L’obtention de rabais jusqu’à 50% ou d’articles gratuits passe donc par la collecte de données. Si le client l’autorise, l’application accédera en outre à la localisation afin de «proposer des services individuels» sur cette base. Lidl déclare que les données ne sont pas enregistrées durablement.
Migros, Coop et Lidl utilisent ces informations pour inciter leur clientèle à faire toujours plus d’achats. La première adapte les coupons de réduction envoyés selon les habitudes de consommation. Coop fait parvenir de la publicité et des bons ciblés selon les détenteurs de Supercard. Lidl affirme avoir, pour l’heure, trop peu de données pour proposer des offres individualisées. Mais l’objectif fixé est de mieux connaître les préférences des acheteurs.
Des données pour Facebook, Google et les sociétés de recouvrement
C’est écrit en petits caractères, mais les données collectées sont aussi transmises à des tiers. Migros se réserve le droit de transmettre à ses filiales les informations sur les clients non solvables. En font partie: Micasa, Activfitness ou encore Ex Libris. «Actuellement, aucune donnée personnelle n’est transmise au sein du groupe pour des contrôles de solvabilité», déclare l’entreprise. Mais elle en aurait les moyens et le droit.
Conformément à ses conditions contractuelles, Migros peut aussi faire suivre ces dossiers à des entreprises externes avec lesquelles elle collabore. Agences de publicité et sociétés de recouvrement par exemple. Les données relatives à la façon dont nous naviguons sur les pages Internet de Migros sont par ailleurs envoyées à des entreprises comme Facebook (Meta) et Google (Alphabet).
L’objectif est de «s’adresser aux clients sur leurs propres sites web ou ceux de tiers ainsi que sur les réseaux sociaux avec une publicité individualisée». Coop et Lidl procèdent aussi de la sorte.
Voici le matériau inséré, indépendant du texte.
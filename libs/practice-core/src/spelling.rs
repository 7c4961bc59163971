//! Spelling practice work queue.
//!
//! Each card must be spelled correctly once to leave the queue. A miss keeps
//! the card and moves the cursor on, so the card comes around again.

use chrono::{DateTime, Utc};
use serde::Serialize;

use crate::card_set::CardSet;
use crate::error::{PracticeError, Result};
use crate::matching::{check_spelling, SpellingCheck};
use crate::types::{Attempt, Flashcard};

pub const CORRECT_MESSAGE: &str = "Correct!";

/// Message shown after a submission.
#[derive(Debug, Clone, PartialEq, Eq, Serialize)]
#[serde(rename_all = "camelCase")]
pub struct Feedback {
    pub correct: bool,
    pub message: String,
}

impl Feedback {
    fn correct() -> Self {
        Self {
            correct: true,
            message: CORRECT_MESSAGE.to_string(),
        }
    }

    fn incorrect(word: &str) -> Self {
        Self {
            correct: false,
            message: format!("Incorrect. The correct word is: {}", word.trim()),
        }
    }
}

/// What the learner sees for the current card: the meaning, never the word.
#[derive(Debug, Clone, PartialEq, Eq, Serialize)]
#[serde(rename_all = "camelCase")]
pub struct SpellingPrompt {
    pub card_id: String,
    pub translation: String,
    pub definition: String,
}

/// Result of one submission.
#[derive(Debug, Clone, PartialEq, Eq)]
pub struct SpellingOutcome {
    pub check: SpellingCheck,
    pub attempt: Attempt,
    pub feedback: Feedback,
}

#[derive(Debug, Clone)]
pub struct SpellingSession {
    queue: Vec<Flashcard>,
    cursor: usize,
    feedback: Option<Feedback>,
}

impl SpellingSession {
    /// Start on the handed-off selection, or on the whole card set when the
    /// selection is absent or empty.
    pub fn start(selected: Option<Vec<Flashcard>>, all: &CardSet) -> Result<Self> {
        let queue = match selected {
            Some(cards) if !cards.is_empty() => cards,
            _ => all.cards().to_vec(),
        };
        if queue.is_empty() {
            return Err(PracticeError::EmptyDeck);
        }
        Ok(Self {
            queue,
            cursor: 0,
            feedback: None,
        })
    }

    /// Check `raw_input` against the current card's word.
    pub fn submit(&mut self, raw_input: &str, now: DateTime<Utc>) -> Result<SpellingOutcome> {
        let card = self.current().ok_or(PracticeError::NoCurrentCard)?;
        let check = check_spelling(raw_input, &card.word);
        let attempt = Attempt::for_card(card, check.is_correct, now);
        let word = card.word.clone();

        let feedback = if check.is_correct {
            self.queue.remove(self.cursor);
            if self.queue.is_empty() || self.cursor >= self.queue.len() {
                self.cursor = 0;
            }
            Feedback::correct()
        } else {
            self.cursor = (self.cursor + 1) % self.queue.len();
            Feedback::incorrect(&word)
        };

        self.feedback = Some(feedback.clone());
        Ok(SpellingOutcome {
            check,
            attempt,
            feedback,
        })
    }

    /// Move on without recording anything.
    pub fn skip(&mut self) {
        if self.queue.is_empty() {
            return;
        }
        self.cursor = (self.cursor + 1) % self.queue.len();
        self.feedback = None;
    }

    pub fn current(&self) -> Option<&Flashcard> {
        self.queue.get(self.cursor)
    }

    pub fn prompt(&self) -> Option<SpellingPrompt> {
        self.current().map(|card| SpellingPrompt {
            card_id: card.id.clone(),
            translation: card.translation_or_placeholder().to_string(),
            definition: card.definition_or_placeholder().to_string(),
        })
    }

    pub fn cursor(&self) -> usize {
        self.cursor
    }

    pub fn remaining(&self) -> usize {
        self.queue.len()
    }

    pub fn queue(&self) -> &[Flashcard] {
        &self.queue
    }

    /// True once every card has been spelled correctly.
    pub fn is_complete(&self) -> bool {
        self.queue.is_empty()
    }

    pub fn feedback(&self) -> Option<&Feedback> {
        self.feedback.as_ref()
    }
}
Lidl utilise en outre l’outil d’analyse Adjust, qui enregistre chacun de nos clics ou recherches, puis échange ces données avec Google et Facebook.
Les autorités y ont aussi accès
Les autorités ont également accès aux données des clients. Ainsi, il y a quelques années, la commune de Pratteln (Bâle-Campagne) a trouvé des déchets déposés illégalement, dans lesquels se trouvaient des tickets de caisse Migros avec des numéros de carte Cumulus. La commune a exigé de Migros les noms et les adresses de cinq détenteurs de cartes et a pu interpeller les contrevenants.
Dans le cadre d’une procédure pénale, les autorités peuvent accéder aux données des clients afin de clarifier un état de fait ou d’obtenir des preuves. Il leur suffit d’une décision écrite de remise de la part d’un procureur. «Il est évident que, dans une procédure pénale, les informations liées aux cartes de fidélité sont également utilisées», confirme le procureur général adjoint du canton de Berne, Christof Scheurer.
Confirmation également de la part des Ministères publics de Lucerne, Saint-Gall, Zoug et Zurich. Il s’agirait de quelques cas par an. Migros et Coop ne nous ont pas confirmé le nombre annuel de données clients fournies aux autorités.
Avant de dégainer sa carte de fidélité, mieux vaut réfléchir à plusieurs fois, si l’on veut protéger sa vie privée.